Pick out each line of the records that includes the string "struct", and copy it.
====== Records supplied ======
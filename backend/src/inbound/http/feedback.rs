//! Feedback HTTP handlers.
//!
//! ```text
//! POST   /api       Submit a feedback record
//! GET    /api       List all feedback, newest first
//! GET    /api/{id}  Fetch one record by id
//! PUT    /api/{id}  Replace a record, optionally setting its status
//! DELETE /api/{id}  Remove a record
//! ```
//!
//! Every success response wraps its payload in a `{message, data}` envelope;
//! delete confirms with a message alone.

use actix_web::{HttpResponse, delete, get, post, put, web};
use serde::Serialize;
use utoipa::ToSchema;

use crate::domain::feedback::{Feedback, FeedbackDraft, ValidationKind, validate};
use crate::domain::{ApiResult, Error};
use crate::inbound::http::state::HttpState;

/// Success envelope carrying a single feedback record.
#[derive(Debug, Serialize, ToSchema)]
pub struct FeedbackResponse {
    pub message: String,
    pub data: Feedback,
}

/// Success envelope carrying the full feedback listing.
#[derive(Debug, Serialize, ToSchema)]
pub struct FeedbackListResponse {
    pub message: String,
    pub data: Vec<Feedback>,
}

/// Success envelope for operations that return no record body.
#[derive(Debug, Serialize, ToSchema)]
pub struct MessageResponse {
    pub message: String,
}

impl MessageResponse {
    fn new(message: impl Into<String>) -> Self {
        Self {
            message: message.into(),
        }
    }
}

/// Parse the `{id}` path segment.
///
/// Non-numeric ids are rejected as malformed requests rather than crashing
/// the handler or aliasing onto an arbitrary record.
fn parse_id(raw: &str) -> Result<i32, Error> {
    raw.parse::<i32>()
        .map_err(|_| Error::invalid_request("Feedback id must be an integer"))
}

/// Submit a new feedback record.
#[utoipa::path(
    post,
    path = "/api",
    request_body = FeedbackDraft,
    responses(
        (status = 201, description = "Feedback stored", body = FeedbackResponse),
        (status = 400, description = "Validation failed", body = Error),
        (status = 409, description = "Store rejected a duplicate", body = Error),
        (status = 500, description = "Store failure", body = Error)
    ),
    tags = ["feedback"],
    operation_id = "createFeedback"
)]
#[post("")]
pub async fn create_feedback(
    state: web::Data<HttpState>,
    payload: web::Json<FeedbackDraft>,
) -> ApiResult<HttpResponse> {
    let record = validate(ValidationKind::Create, &payload)?;
    let stored = state.feedback.create(&record).await?;

    Ok(HttpResponse::Created().json(FeedbackResponse {
        message: "Feedback created successfully".to_owned(),
        data: stored,
    }))
}

/// List every feedback record, newest first.
#[utoipa::path(
    get,
    path = "/api",
    responses(
        (status = 200, description = "All feedback records", body = FeedbackListResponse),
        (status = 500, description = "Store failure", body = Error)
    ),
    tags = ["feedback"],
    operation_id = "listFeedback"
)]
#[get("")]
pub async fn list_feedback(
    state: web::Data<HttpState>,
) -> ApiResult<web::Json<FeedbackListResponse>> {
    let records = state.feedback.list().await?;

    Ok(web::Json(FeedbackListResponse {
        message: "Feedbacks retrieved successfully".to_owned(),
        data: records,
    }))
}

/// Fetch one feedback record by id.
#[utoipa::path(
    get,
    path = "/api/{id}",
    params(("id" = i32, Path, description = "Feedback record id")),
    responses(
        (status = 200, description = "The addressed record", body = FeedbackResponse),
        (status = 400, description = "Malformed id", body = Error),
        (status = 404, description = "No record carries this id", body = MessageResponse),
        (status = 500, description = "Store failure", body = Error)
    ),
    tags = ["feedback"],
    operation_id = "getFeedback"
)]
#[get("/{id}")]
pub async fn get_feedback(
    state: web::Data<HttpState>,
    path: web::Path<String>,
) -> ApiResult<HttpResponse> {
    let id = parse_id(&path)?;

    match state.feedback.find_by_id(id).await? {
        Some(record) => Ok(HttpResponse::Ok().json(FeedbackResponse {
            message: "Feedback retrieved successfully".to_owned(),
            data: record,
        })),
        // Lookup misses answer with a bare message rather than the error
        // envelope.
        None => Ok(HttpResponse::NotFound().json(MessageResponse::new("Feedback not found"))),
    }
}

/// Replace all mutable fields of a feedback record.
#[utoipa::path(
    put,
    path = "/api/{id}",
    params(("id" = i32, Path, description = "Feedback record id")),
    request_body = FeedbackDraft,
    responses(
        (status = 200, description = "The updated record", body = FeedbackResponse),
        (status = 400, description = "Validation failed or malformed id", body = Error),
        (status = 404, description = "No record carries this id", body = Error),
        (status = 500, description = "Store failure", body = Error)
    ),
    tags = ["feedback"],
    operation_id = "updateFeedback"
)]
#[put("/{id}")]
pub async fn update_feedback(
    state: web::Data<HttpState>,
    path: web::Path<String>,
    payload: web::Json<FeedbackDraft>,
) -> ApiResult<HttpResponse> {
    let id = parse_id(&path)?;
    let record = validate(ValidationKind::Update, &payload)?;

    let updated = state
        .feedback
        .update(id, &record)
        .await?
        .ok_or_else(|| Error::not_found("Feedback not found"))?;

    Ok(HttpResponse::Ok().json(FeedbackResponse {
        message: "Feedback updated successfully".to_owned(),
        data: updated,
    }))
}

/// Remove a feedback record.
#[utoipa::path(
    delete,
    path = "/api/{id}",
    params(("id" = i32, Path, description = "Feedback record id")),
    responses(
        (status = 200, description = "Record removed", body = MessageResponse),
        (status = 400, description = "Malformed id", body = Error),
        (status = 404, description = "No record carries this id", body = Error),
        (status = 500, description = "Store failure", body = Error)
    ),
    tags = ["feedback"],
    operation_id = "deleteFeedback"
)]
#[delete("/{id}")]
pub async fn delete_feedback(
    state: web::Data<HttpState>,
    path: web::Path<String>,
) -> ApiResult<HttpResponse> {
    let id = parse_id(&path)?;

    if !state.feedback.delete(id).await? {
        return Err(Error::not_found("Feedback not found"));
    }

    Ok(HttpResponse::Ok().json(MessageResponse::new("Feedback deleted successfully")))
}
======
● Answer space
pub struct FeedbackResponse {
pub struct FeedbackListResponse {
pub struct MessageResponse {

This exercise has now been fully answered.